• _PROBLEM DETAILS_
Return all lines of the records that contain the word "VoiceGatewayClient".

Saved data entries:

▼

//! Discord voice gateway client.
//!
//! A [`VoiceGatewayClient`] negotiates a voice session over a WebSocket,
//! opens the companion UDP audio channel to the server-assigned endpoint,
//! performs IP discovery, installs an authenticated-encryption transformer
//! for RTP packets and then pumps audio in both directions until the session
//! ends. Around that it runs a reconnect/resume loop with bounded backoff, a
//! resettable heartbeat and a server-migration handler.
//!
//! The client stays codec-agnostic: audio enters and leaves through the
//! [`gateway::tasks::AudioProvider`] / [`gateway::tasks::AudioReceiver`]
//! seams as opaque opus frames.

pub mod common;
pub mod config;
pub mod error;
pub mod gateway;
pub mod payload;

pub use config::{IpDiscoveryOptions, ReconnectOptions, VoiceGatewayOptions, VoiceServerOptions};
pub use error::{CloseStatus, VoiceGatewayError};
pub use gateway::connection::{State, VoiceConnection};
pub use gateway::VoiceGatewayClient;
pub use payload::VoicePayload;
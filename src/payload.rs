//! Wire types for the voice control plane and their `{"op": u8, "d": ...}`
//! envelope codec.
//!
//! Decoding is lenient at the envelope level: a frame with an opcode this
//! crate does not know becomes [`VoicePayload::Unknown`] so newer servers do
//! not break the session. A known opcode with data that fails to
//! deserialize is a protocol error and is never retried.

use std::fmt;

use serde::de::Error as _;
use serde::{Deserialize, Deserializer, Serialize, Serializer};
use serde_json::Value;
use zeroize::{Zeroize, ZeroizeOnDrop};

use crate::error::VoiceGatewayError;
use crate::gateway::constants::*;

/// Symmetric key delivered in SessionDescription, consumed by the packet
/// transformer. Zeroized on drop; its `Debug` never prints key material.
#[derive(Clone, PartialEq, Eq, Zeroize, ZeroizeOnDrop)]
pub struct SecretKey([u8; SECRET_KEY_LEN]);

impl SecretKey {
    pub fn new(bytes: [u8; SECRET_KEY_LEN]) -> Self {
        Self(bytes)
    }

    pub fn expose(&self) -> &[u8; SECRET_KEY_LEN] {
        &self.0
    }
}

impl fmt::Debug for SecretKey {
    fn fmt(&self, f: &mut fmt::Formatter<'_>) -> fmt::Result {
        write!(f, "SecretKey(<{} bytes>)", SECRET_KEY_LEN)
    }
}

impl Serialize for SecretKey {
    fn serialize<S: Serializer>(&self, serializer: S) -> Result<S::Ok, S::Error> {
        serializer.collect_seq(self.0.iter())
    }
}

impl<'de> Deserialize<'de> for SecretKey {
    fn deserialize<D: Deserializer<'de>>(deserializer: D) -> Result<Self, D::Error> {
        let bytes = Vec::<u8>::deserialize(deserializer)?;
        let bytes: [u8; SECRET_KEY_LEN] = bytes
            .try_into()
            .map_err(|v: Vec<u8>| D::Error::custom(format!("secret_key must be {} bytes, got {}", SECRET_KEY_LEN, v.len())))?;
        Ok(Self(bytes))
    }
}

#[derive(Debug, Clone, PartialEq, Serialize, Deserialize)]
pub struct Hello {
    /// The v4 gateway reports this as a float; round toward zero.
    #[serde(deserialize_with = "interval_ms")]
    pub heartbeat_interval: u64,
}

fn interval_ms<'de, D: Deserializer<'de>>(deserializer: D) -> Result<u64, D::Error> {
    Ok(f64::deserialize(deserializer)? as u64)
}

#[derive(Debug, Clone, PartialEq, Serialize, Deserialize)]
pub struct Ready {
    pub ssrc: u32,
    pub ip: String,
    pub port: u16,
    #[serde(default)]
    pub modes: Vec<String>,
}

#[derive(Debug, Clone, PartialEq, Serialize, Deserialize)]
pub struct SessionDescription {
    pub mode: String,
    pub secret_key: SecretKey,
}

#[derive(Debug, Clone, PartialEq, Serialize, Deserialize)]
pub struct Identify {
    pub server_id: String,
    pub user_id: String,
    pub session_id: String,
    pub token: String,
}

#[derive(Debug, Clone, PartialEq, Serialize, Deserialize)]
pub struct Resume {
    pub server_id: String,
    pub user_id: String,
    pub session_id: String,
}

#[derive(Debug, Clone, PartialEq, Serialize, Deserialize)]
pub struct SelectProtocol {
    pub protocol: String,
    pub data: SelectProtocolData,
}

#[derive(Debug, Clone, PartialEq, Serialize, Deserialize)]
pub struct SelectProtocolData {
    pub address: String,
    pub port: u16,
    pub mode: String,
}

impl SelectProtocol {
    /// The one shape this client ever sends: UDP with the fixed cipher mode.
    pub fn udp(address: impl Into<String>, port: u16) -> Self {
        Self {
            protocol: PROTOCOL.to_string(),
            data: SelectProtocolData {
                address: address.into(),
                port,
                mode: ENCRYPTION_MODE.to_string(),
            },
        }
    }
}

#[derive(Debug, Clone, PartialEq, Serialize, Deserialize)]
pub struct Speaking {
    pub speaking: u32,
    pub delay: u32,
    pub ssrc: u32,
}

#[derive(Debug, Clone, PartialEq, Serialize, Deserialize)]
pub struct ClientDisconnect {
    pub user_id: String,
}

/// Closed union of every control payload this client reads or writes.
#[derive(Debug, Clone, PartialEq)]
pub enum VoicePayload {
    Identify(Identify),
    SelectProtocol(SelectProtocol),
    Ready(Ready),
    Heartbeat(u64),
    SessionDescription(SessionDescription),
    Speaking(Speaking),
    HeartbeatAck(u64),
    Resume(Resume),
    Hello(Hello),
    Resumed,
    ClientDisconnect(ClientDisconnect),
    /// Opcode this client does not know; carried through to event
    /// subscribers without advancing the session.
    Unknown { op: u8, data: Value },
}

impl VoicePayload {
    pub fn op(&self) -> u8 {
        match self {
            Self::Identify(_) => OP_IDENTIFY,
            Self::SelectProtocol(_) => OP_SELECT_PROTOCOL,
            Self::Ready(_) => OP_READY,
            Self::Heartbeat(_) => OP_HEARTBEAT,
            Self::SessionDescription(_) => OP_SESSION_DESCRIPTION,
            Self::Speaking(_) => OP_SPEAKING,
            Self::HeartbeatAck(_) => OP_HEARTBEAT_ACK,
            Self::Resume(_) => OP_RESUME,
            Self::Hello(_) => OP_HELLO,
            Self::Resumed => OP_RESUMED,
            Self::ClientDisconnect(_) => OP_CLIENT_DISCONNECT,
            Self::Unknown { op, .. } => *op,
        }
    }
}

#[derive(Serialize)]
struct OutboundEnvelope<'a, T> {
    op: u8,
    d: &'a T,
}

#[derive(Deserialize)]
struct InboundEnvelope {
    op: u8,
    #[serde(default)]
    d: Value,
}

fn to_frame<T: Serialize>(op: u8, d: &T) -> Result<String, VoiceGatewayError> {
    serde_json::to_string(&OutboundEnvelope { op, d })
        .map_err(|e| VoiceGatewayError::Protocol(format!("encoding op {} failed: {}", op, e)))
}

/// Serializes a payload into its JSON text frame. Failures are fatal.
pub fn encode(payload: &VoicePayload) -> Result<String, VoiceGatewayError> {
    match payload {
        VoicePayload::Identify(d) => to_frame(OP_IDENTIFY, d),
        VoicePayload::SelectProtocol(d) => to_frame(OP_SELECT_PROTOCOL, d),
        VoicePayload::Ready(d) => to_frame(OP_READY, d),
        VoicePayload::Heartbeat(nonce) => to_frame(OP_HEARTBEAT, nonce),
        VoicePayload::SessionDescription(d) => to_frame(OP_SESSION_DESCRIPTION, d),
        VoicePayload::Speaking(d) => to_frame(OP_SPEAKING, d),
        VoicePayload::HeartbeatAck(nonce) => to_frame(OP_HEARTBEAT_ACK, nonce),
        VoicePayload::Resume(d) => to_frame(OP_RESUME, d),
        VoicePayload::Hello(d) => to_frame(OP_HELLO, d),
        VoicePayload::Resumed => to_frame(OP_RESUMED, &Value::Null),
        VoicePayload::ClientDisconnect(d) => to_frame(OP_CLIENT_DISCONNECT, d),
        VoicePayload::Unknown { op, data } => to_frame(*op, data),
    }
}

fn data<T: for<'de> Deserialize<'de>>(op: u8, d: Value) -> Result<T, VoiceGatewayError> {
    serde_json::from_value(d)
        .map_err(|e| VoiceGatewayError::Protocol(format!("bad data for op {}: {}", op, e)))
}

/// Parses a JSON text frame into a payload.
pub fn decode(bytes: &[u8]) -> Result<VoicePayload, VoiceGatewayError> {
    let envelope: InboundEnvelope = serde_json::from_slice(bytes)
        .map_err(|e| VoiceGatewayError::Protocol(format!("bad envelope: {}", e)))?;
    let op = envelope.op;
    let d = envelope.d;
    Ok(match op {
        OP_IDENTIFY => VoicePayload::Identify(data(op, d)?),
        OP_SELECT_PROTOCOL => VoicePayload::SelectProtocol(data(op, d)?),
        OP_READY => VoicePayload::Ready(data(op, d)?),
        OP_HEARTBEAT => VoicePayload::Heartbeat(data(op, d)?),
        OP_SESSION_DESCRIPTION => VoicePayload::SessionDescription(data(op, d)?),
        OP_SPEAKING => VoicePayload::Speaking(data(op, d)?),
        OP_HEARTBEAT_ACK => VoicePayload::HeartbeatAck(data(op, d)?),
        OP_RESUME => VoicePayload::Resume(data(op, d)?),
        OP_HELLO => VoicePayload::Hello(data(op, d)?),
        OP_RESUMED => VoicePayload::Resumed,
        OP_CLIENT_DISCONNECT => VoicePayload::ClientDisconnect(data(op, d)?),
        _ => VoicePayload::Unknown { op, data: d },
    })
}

▲
▼

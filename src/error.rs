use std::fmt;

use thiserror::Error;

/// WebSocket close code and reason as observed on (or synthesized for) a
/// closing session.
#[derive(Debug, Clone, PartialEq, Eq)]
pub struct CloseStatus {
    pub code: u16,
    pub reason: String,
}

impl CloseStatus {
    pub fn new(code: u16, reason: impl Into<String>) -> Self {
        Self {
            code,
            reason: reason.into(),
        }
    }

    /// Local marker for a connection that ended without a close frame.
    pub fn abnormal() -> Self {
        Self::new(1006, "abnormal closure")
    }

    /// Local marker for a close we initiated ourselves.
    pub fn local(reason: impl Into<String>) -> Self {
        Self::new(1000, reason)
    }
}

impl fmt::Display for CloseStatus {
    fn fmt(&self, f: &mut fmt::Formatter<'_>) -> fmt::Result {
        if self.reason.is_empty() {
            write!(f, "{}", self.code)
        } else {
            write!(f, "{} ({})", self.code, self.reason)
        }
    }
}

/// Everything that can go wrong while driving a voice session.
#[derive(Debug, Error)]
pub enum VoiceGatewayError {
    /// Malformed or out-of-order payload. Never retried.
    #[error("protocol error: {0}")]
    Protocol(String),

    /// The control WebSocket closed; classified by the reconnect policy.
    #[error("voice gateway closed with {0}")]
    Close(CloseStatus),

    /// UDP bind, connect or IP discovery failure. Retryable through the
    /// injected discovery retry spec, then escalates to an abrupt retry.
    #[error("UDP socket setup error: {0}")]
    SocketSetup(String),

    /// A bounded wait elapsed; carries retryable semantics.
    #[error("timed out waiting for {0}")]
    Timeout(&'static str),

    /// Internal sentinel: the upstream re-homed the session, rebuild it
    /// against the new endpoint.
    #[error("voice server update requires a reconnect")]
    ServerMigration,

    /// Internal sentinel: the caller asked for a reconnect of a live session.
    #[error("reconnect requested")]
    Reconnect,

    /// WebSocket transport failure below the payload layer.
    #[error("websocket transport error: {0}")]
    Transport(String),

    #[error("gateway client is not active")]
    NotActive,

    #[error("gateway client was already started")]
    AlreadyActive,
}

▲

• _PROBLEM SOLUTION_
//! A [`VoiceGatewayClient`] negotiates a voice session over a WebSocket,
pub use gateway::VoiceGatewayClient;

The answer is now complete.